(Given records Opens)

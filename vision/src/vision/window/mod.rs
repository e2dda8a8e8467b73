use std::collections::VecDeque;

use serde::{Deserialize, Serialize};

use crate::{
    error::{Error, Result},
    utils::{argmax, normalise},
    vision::uncertainty::mode::{Mode, PerMode},
};

#[derive(Debug, Clone, Copy, PartialEq, Eq, Default, Serialize, Deserialize)]
#[serde(rename_all = "kebab-case")]
pub enum SmoothingScheme {
    /// Arg-max of the weighted sum of the normalised score vectors.
    #[default]
    WeightedAverage,
    /// Each stored vector votes for its own arg-max with its weight.
    MajorityVote,
}

/// Cadence and depth of the window for one confidence level.
#[derive(Debug, Clone, Copy, PartialEq, Eq, Serialize, Deserialize)]
pub struct WindowShape {
    /// Every `step`-th frame is eligible for processing.
    pub step: usize,
    /// History depth, and the number of fresh samples between display updates.
    pub length: usize,
}

impl WindowShape {
    pub const fn new(step: usize, length: usize) -> Self {
        Self { step, length }
    }
}

pub type WindowTuning = PerMode<WindowShape>;

#[derive(Debug, Clone, PartialEq, Serialize, Deserialize)]
#[serde(default)]
pub struct WindowConfig {
    pub step: usize,
    pub length: usize,
    pub decay: f32,
    pub scheme: SmoothingScheme,
    /// Take step and length from `tuning` by the current mode.
    pub adaptive: bool,
    pub tuning: WindowTuning,
}

impl Default for WindowConfig {
    fn default() -> Self {
        Self {
            step: 1,
            length: 1,
            decay: 0.2,
            scheme: SmoothingScheme::WeightedAverage,
            adaptive: false,
            tuning: [
                WindowShape::new(8, 12),
                WindowShape::new(6, 8),
                WindowShape::new(4, 6),
                WindowShape::new(2, 4),
                WindowShape::new(1, 1),
            ],
        }
    }
}

impl WindowConfig {
    pub fn validate(&self) -> Result<()> {
        let shapes = std::iter::once(WindowShape::new(self.step, self.length)).chain(self.tuning);
        for shape in shapes {
            if shape.step == 0 || shape.length == 0 {
                return Err(Error::InvalidConfig(format!(
                    "window step and length must be positive, got {shape:?}"
                )));
            }
        }
        if !self.decay.is_finite() || self.decay < 0.0 {
            return Err(Error::InvalidConfig(format!("window decay must be non-negative, got {}", self.decay)));
        }

        Ok(())
    }

    pub fn tuning(&self) -> Option<&WindowTuning> {
        self.adaptive.then_some(&self.tuning)
    }
}

/// Smooths the emitted label over a short, exponentially weighted history of scores.
pub struct TemporalSmoother {
    class_count: usize,
    step: usize,
    length: usize,
    decay: f32,
    scheme: SmoothingScheme,
    /// Indexed by age, 0 is the newest sample.
    weights: Vec<f32>,
    history: VecDeque<Vec<f32>>,
    counter: usize,
    fresh_samples: usize,
    processed: bool,
    display: bool,
    label: usize,
    displayed_label: usize,
}

impl TemporalSmoother {
    pub fn new(class_count: usize, step: usize, length: usize) -> Self {
        let length = length.max(1);
        let mut smoother = Self {
            class_count,
            step: step.max(1),
            length,
            decay: 0.0,
            scheme: SmoothingScheme::default(),
            weights: Vec::new(),
            history: VecDeque::with_capacity(length),
            counter: 0,
            fresh_samples: 0,
            processed: false,
            display: false,
            label: 0,
            displayed_label: 0,
        };
        smoother.init_weights(0.2);

        smoother
    }

    pub fn from_config(class_count: usize, config: &WindowConfig) -> Self {
        let mut smoother = Self::new(class_count, config.step, config.length).with_scheme(config.scheme);
        smoother.init_weights(config.decay);

        smoother
    }

    pub fn with_scheme(mut self, scheme: SmoothingScheme) -> Self {
        self.scheme = scheme;
        self
    }

    /// Sample weights `exp(-decay * age)` for every age the history can hold.
    pub fn init_weights(&mut self, decay: f32) {
        self.decay = decay;
        self.weights = (0..self.length).map(|age| (-decay * age as f32).exp()).collect();
    }

    pub fn update(&mut self, scores: &[f32]) {
        if self.history.len() >= self.length {
            self.history.pop_front();
        }
        self.history.push_back(normalise(scores));
    }

    /// Folds one frame into the window and returns the current label.
    ///
    /// `scores` is `None` for a skipped frame. With `tuning` the step and length follow the
    /// per-mode table, otherwise they stay as constructed.
    pub fn analysis(&mut self, scores: Option<&[f32]>, mode: Mode, tuning: Option<&WindowTuning>) -> usize {
        if let Some(tuning) = tuning {
            self.reshape(tuning[mode.index()]);
        }

        self.processed = scores.is_some();
        if let Some(scores) = scores {
            self.update(scores);
            self.fresh_samples += 1;
        }

        self.label = self.combine().unwrap_or(self.displayed_label);

        self.display = self.processed && self.fresh_samples >= self.length;
        if self.display {
            self.fresh_samples = 0;
            self.displayed_label = self.label;
        }

        self.counter = (self.counter + 1) % self.step;

        self.label
    }

    /// True when the next frame falls between two eligible steps.
    pub fn dropf(&self) -> bool {
        self.counter % self.step != 0
    }

    pub fn processf(&self) -> bool {
        self.processed
    }

    pub fn get_display_f(&self) -> bool {
        self.display
    }

    pub fn label(&self) -> usize {
        self.label
    }

    pub fn displayed_label(&self) -> usize {
        self.displayed_label
    }

    pub fn history(&self) -> &VecDeque<Vec<f32>> {
        &self.history
    }

    pub fn len(&self) -> usize {
        self.history.len()
    }

    pub fn is_empty(&self) -> bool {
        self.history.is_empty()
    }

    pub fn step(&self) -> usize {
        self.step
    }

    pub fn length(&self) -> usize {
        self.length
    }

    fn reshape(&mut self, shape: WindowShape) {
        let step = shape.step.max(1);
        let length = shape.length.max(1);
        if step == self.step && length == self.length {
            return;
        }
        log::debug!("Window reshaped from {}x{} to {step}x{length}", self.step, self.length);

        self.step = step;
        self.counter %= step;
        if length != self.length {
            self.length = length;
            while self.history.len() > length {
                self.history.pop_front();
            }
            self.fresh_samples = self.fresh_samples.min(length);
            self.init_weights(self.decay);
        }
    }

    fn combine(&self) -> Option<usize> {
        if self.history.is_empty() || self.class_count == 0 {
            return None;
        }

        let mut totals = vec![0.0_f32; self.class_count];
        // Newest sample sits at the back and has age 0
        for (sample, weight) in self.history.iter().rev().zip(&self.weights) {
            match self.scheme {
                SmoothingScheme::WeightedAverage => {
                    for (total, score) in totals.iter_mut().zip(sample) {
                        *total += weight * score;
                    }
                }
                SmoothingScheme::MajorityVote => {
                    totals[argmax(sample).min(self.class_count - 1)] += weight;
                }
            }
        }

        Some(argmax(&totals).min(self.class_count - 1))
    }
}

#[cfg(test)]
mod tests {
    use super::*;

    fn one_hot(class: usize) -> Vec<f32> {
        let mut scores = vec![0.0; 4];
        scores[class] = 1.0;
        scores
    }

    #[test]
    fn history_evicts_the_oldest_sample() {
        let mut smoother = TemporalSmoother::new(4, 1, 3);
        for class in 0..4 {
            smoother.update(&one_hot(class));
        }

        assert_eq!(smoother.len(), 3);
        let front: Vec<usize> = smoother.history().iter().map(|s| argmax(s)).collect();
        assert_eq!(front, vec![1, 2, 3]);
    }

    #[test]
    fn identical_inputs_give_the_same_label() {
        let mut smoother = TemporalSmoother::new(4, 1, 3);
        let scores = [0.1, 0.7, 0.2, 0.0];
        let first = smoother.analysis(Some(&scores), Mode::VeryCertain, None);
        for _ in 0..5 {
            assert_eq!(smoother.analysis(Some(&scores), Mode::VeryCertain, None), first);
        }
        assert_eq!(first, 1);
    }

    #[test]
    fn newer_samples_outweigh_older_ones() {
        let mut smoother = TemporalSmoother::new(4, 1, 2);
        smoother.analysis(Some(&one_hot(0)), Mode::VeryCertain, None);
        assert_eq!(smoother.analysis(Some(&one_hot(3)), Mode::VeryCertain, None), 3);

        let mut voter = TemporalSmoother::new(4, 1, 3).with_scheme(SmoothingScheme::MajorityVote);
        voter.analysis(Some(&one_hot(2)), Mode::VeryCertain, None);
        voter.analysis(Some(&one_hot(2)), Mode::VeryCertain, None);
        assert_eq!(voter.analysis(Some(&one_hot(1)), Mode::VeryCertain, None), 2);
    }

    #[test]
    fn step_sets_the_processing_cadence() {
        let mut smoother = TemporalSmoother::new(4, 3, 1);
        let mut eligible = Vec::new();
        for _ in 0..6 {
            let process = !smoother.dropf();
            eligible.push(process);
            smoother.analysis(process.then_some(&one_hot(1)[..]), Mode::VeryCertain, None);
        }
        assert_eq!(eligible, vec![true, false, false, true, false, false]);
    }

    #[test]
    fn display_waits_for_a_full_window() {
        let mut smoother = TemporalSmoother::new(4, 1, 3);
        let mut displays = Vec::new();
        for _ in 0..6 {
            smoother.analysis(Some(&one_hot(2)), Mode::VeryCertain, None);
            displays.push(smoother.get_display_f());
        }
        assert_eq!(displays, vec![false, false, true, false, false, true]);
        assert_eq!(smoother.displayed_label(), 2);
    }

    #[test]
    fn skipped_frames_keep_the_last_label() {
        let mut smoother = TemporalSmoother::new(4, 1, 1);
        smoother.analysis(Some(&one_hot(3)), Mode::VeryCertain, None);
        assert_eq!(smoother.analysis(None, Mode::VeryCertain, None), 3);
        assert!(!smoother.processf());
        assert!(!smoother.get_display_f());
    }

    #[test]
    fn adaptive_tuning_reshapes_the_window() {
        let config = WindowConfig::default();
        let mut smoother = TemporalSmoother::from_config(4, &config);
        for _ in 0..12 {
            smoother.analysis(Some(&one_hot(0)), Mode::VeryCertain, config.tuning());
        }
        assert_eq!((smoother.step(), smoother.length()), (1, 1));

        let adaptive = WindowConfig { adaptive: true, ..config };
        let mut smoother = TemporalSmoother::from_config(4, &adaptive);
        for _ in 0..12 {
            smoother.analysis(Some(&one_hot(0)), Mode::VeryCertain, adaptive.tuning());
        }
        assert_eq!((smoother.step(), smoother.length(), smoother.len()), (8, 12, 12));

        smoother.analysis(Some(&one_hot(0)), Mode::Uncertain, adaptive.tuning());
        assert_eq!((smoother.step(), smoother.length(), smoother.len()), (2, 4, 4));
    }

    #[test]
    fn zero_sized_windows_are_rejected() {
        let config = WindowConfig { length: 0, ..WindowConfig::default() };
        assert!(matches!(config.validate(), Err(Error::InvalidConfig(_))));
        assert!(WindowConfig::default().validate().is_ok());
    }
}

(Given records Closes)

▶ **Task brief**
Take the stretch of lines above from the one containing "pub fn is_empty(&self)" through the one containing "while self.history.len() >" and repeat it exactly, adding no other line.

▶ **Result of the exercise**
    pub fn is_empty(&self) -> bool {
        self.history.is_empty()
    }

    pub fn step(&self) -> usize {
        self.step
    }

    pub fn length(&self) -> usize {
        self.length
    }

    fn reshape(&mut self, shape: WindowShape) {
        let step = shape.step.max(1);
        let length = shape.length.max(1);
        if step == self.step && length == self.length {
            return;
        }
        log::debug!("Window reshaped from {}x{} to {step}x{length}", self.step, self.length);

        self.step = step;
        self.counter %= step;
        if length != self.length {
            self.length = length;
            while self.history.len() > length {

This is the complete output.